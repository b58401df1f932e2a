//! Forward request/result models
//!
//! A [`ForwardRequest`] is the `apiFetch` payload; a [`ForwardResult`] is the
//! normalized outcome of one forward, which may span several HTTP attempts.

use serde::{Deserialize, Deserializer, Serialize};

/// Reason reported when a relative path is paired with a non-HTTPS base URL
pub const REASON_HTTPS_REQUIRED: &str = "HTTPS_REQUIRED";
/// Reason reported when no HTTP response could be obtained
pub const REASON_EXCEPTION: &str = "EXCEPTION";
/// Error text accompanying [`REASON_HTTPS_REQUIRED`]
pub const HTTPS_REQUIRED_MESSAGE: &str = "Base URL must start with https:// (phone requires HTTPS).";

fn null_as_root<'de, D>(deserializer: D) -> Result<String, D::Error>
where
    D: Deserializer<'de>,
{
    Ok(Option::<String>::deserialize(deserializer)?.unwrap_or_else(|| "/".to_string()))
}

/// Logical request to forward to the phone
#[derive(Debug, Clone, PartialEq, Eq, Serialize, Deserialize)]
#[serde(rename_all = "camelCase")]
pub struct ForwardRequest {
    /// Base URL the relative `path` is resolved against
    #[serde(default)]
    pub base_url: Option<String>,
    /// Absolute URL (`http(s)://...`) or path relative to `base_url`.
    /// An explicit `null` means `/`.
    #[serde(deserialize_with = "null_as_root")]
    pub path: String,
    /// HTTP method, `GET` when absent
    #[serde(default)]
    pub method: Option<String>,
    /// Request body, sent for POST/PUT only
    #[serde(default)]
    pub body: Option<String>,
    /// Basic auth user name
    #[serde(default)]
    pub user: Option<String>,
    /// Basic auth password
    #[serde(default)]
    pub pass: Option<String>,
}

impl ForwardRequest {
    pub fn get(base_url: impl Into<String>, path: impl Into<String>) -> Self {
        Self {
            base_url: Some(base_url.into()),
            path: path.into(),
            method: None,
            body: None,
            user: None,
            pass: None,
        }
    }

    pub fn with_method(mut self, method: impl Into<String>) -> Self {
        self.method = Some(method.into());
        self
    }

    pub fn with_body(mut self, body: impl Into<String>) -> Self {
        self.body = Some(body.into());
        self
    }

    pub fn with_credentials(mut self, user: impl Into<String>, pass: impl Into<String>) -> Self {
        self.user = Some(user.into());
        self.pass = Some(pass.into());
        self
    }

    pub fn base_url(&self) -> &str {
        self.base_url.as_deref().unwrap_or("")
    }

    pub fn method(&self) -> &str {
        self.method.as_deref().unwrap_or("GET")
    }

    pub fn user(&self) -> &str {
        self.user.as_deref().unwrap_or("")
    }

    pub fn pass(&self) -> &str {
        self.pass.as_deref().unwrap_or("")
    }

    /// Whether the path carries its own scheme and bypasses `base_url`.
    pub fn is_absolute(&self) -> bool {
        starts_with_ignore_case(&self.path, "http://")
            || starts_with_ignore_case(&self.path, "https://")
    }

    /// Unresolved `base_url + path`, used when no URL was actually built.
    pub fn display_url(&self) -> String {
        if self.is_absolute() {
            self.path.clone()
        } else {
            format!("{}{}", self.base_url(), self.path)
        }
    }
}

/// ASCII case-insensitive prefix test.
pub fn starts_with_ignore_case(value: &str, prefix: &str) -> bool {
    value
        .get(..prefix.len())
        .is_some_and(|head| head.eq_ignore_ascii_case(prefix))
}

/// Echo of the request behind a result
#[derive(Debug, Clone, PartialEq, Eq, Serialize, Deserialize)]
#[serde(rename_all = "camelCase")]
pub struct RequestEcho {
    /// URL of the attempt actually transmitted
    pub url: String,
    pub method: String,
    /// Request headers as `name: value\r\n` lines
    #[serde(default, skip_serializing_if = "Option::is_none")]
    pub headers: Option<String>,
    /// Content headers as `name: value\r\n` lines, absent without a body
    #[serde(default, skip_serializing_if = "Option::is_none")]
    pub content_headers: Option<String>,
    /// Body as supplied by the caller
    pub body: Option<String>,
}

impl RequestEcho {
    /// Echo for results that never produced a transmitted request.
    pub fn unsent(url: impl Into<String>, request: &ForwardRequest) -> Self {
        Self {
            url: url.into(),
            method: request.method().to_string(),
            headers: None,
            content_headers: None,
            body: request.body.clone(),
        }
    }
}

/// Echo of the response behind a completed result
#[derive(Debug, Clone, PartialEq, Eq, Serialize, Deserialize)]
pub struct ResponseEcho {
    /// Response headers as `name: value\r\n` lines
    pub headers: String,
    /// Response body decoded as UTF-8 (lossy)
    pub body: String,
}

/// Normalized outcome of a forward
#[derive(Debug, Clone, PartialEq, Eq, Serialize, Deserialize)]
#[serde(rename_all = "camelCase")]
pub struct ForwardResult {
    /// `true` for a 2xx response
    pub ok: bool,
    /// HTTP status, `0` when no response was obtained
    pub status: u16,
    /// Reason phrase, or one of the `REASON_*` markers
    pub reason: String,
    /// Wall-clock time across all attempts up to the returned one
    #[serde(default, skip_serializing_if = "Option::is_none")]
    pub elapsed_ms: Option<u64>,
    /// Failure description for validation and transport failures
    #[serde(default, skip_serializing_if = "Option::is_none")]
    pub error: Option<String>,
    pub request: RequestEcho,
    #[serde(default, skip_serializing_if = "Option::is_none")]
    pub response: Option<ResponseEcho>,
}

impl ForwardResult {
    /// Result for a relative path against a non-HTTPS base URL.
    pub fn https_required(request: &ForwardRequest) -> Self {
        Self {
            ok: false,
            status: 0,
            reason: REASON_HTTPS_REQUIRED.to_string(),
            elapsed_ms: None,
            error: Some(HTTPS_REQUIRED_MESSAGE.to_string()),
            request: RequestEcho::unsent(request.display_url(), request),
            response: None,
        }
    }

    /// Result for a forward that obtained no HTTP response.
    pub fn exception(request: RequestEcho, elapsed_ms: u64, error: impl Into<String>) -> Self {
        Self {
            ok: false,
            status: 0,
            reason: REASON_EXCEPTION.to_string(),
            elapsed_ms: Some(elapsed_ms),
            error: Some(error.into()),
            request,
            response: None,
        }
    }

    /// Result for a forward whose last attempt got a response.
    pub fn completed(
        status: u16,
        reason: impl Into<String>,
        elapsed_ms: u64,
        request: RequestEcho,
        response: ResponseEcho,
    ) -> Self {
        Self {
            ok: (200..300).contains(&status),
            status,
            reason: reason.into(),
            elapsed_ms: Some(elapsed_ms),
            error: None,
            request,
            response: Some(response),
        }
    }
}
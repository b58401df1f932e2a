//! Error types for the forwarding client

use std::error::Error as StdError;
use std::time::Duration;

use thiserror::Error;

/// Result type alias for client construction
pub type Result<T> = std::result::Result<T, ClientError>;

/// Errors raised while building an HTTP client
#[derive(Error, Debug)]
pub enum ClientError {
    /// TLS configuration could not be assembled
    #[error("TLS configuration failed: {0}")]
    Tls(#[from] rustls::Error),
}

/// Errors while resolving the target URL of a forward
#[derive(Error, Debug)]
pub enum ResolveError {
    /// Relative path against a base URL that is not `https://`
    #[error("Base URL must start with https://")]
    HttpsRequired,

    /// Base URL or path does not form a valid URL
    #[error("Invalid URL: {0}")]
    InvalidUrl(#[from] url::ParseError),
}

/// Errors of a single HTTP attempt; none of them carries a response
#[derive(Error, Debug)]
pub enum TransportError {
    /// Method name is not a valid HTTP token
    #[error("Invalid HTTP method: {0}")]
    InvalidMethod(String),

    /// URL could not be built
    #[error("Invalid URL: {0}")]
    InvalidUrl(#[from] url::ParseError),

    /// Request could not be assembled
    #[error("Invalid request: {0}")]
    Request(#[from] hyper::http::Error),

    /// Connection or protocol failure before a response arrived
    #[error("HTTP request failed: {0}")]
    Connect(#[from] hyper_util::client::legacy::Error),

    /// Response body could not be read
    #[error("Failed to read response body: {0}")]
    Body(#[from] hyper::Error),

    /// IO error
    #[error("IO error: {0}")]
    Io(#[from] std::io::Error),

    /// Attempt exceeded the per-request timeout
    #[error("Request timed out after {0:?}")]
    Timeout(Duration),
}

impl TransportError {
    /// Describe the error with its whole source chain.
    ///
    /// The hyper errors keep the useful part (DNS failure, refused
    /// connection, TLS alert) in their sources.
    pub fn describe(&self) -> String {
        let mut text = self.to_string();
        let mut source = self.source();
        while let Some(err) = source {
            let part = err.to_string();
            if !text.contains(&part) {
                text.push_str(": ");
                text.push_str(&part);
            }
            source = err.source();
        }
        text
    }
}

________

> Problem details
Reprint exactly the lines above that start at the one with "pub fn with_body(mut" and end at the one with "pub fn with_credentials(mut", keeping both and adding none.

> Task response
    pub fn with_body(mut self, body: impl Into<String>) -> Self {
        self.body = Some(body.into());
        self
    }

    pub fn with_credentials(mut self, user: impl Into<String>, pass: impl Into<String>) -> Self {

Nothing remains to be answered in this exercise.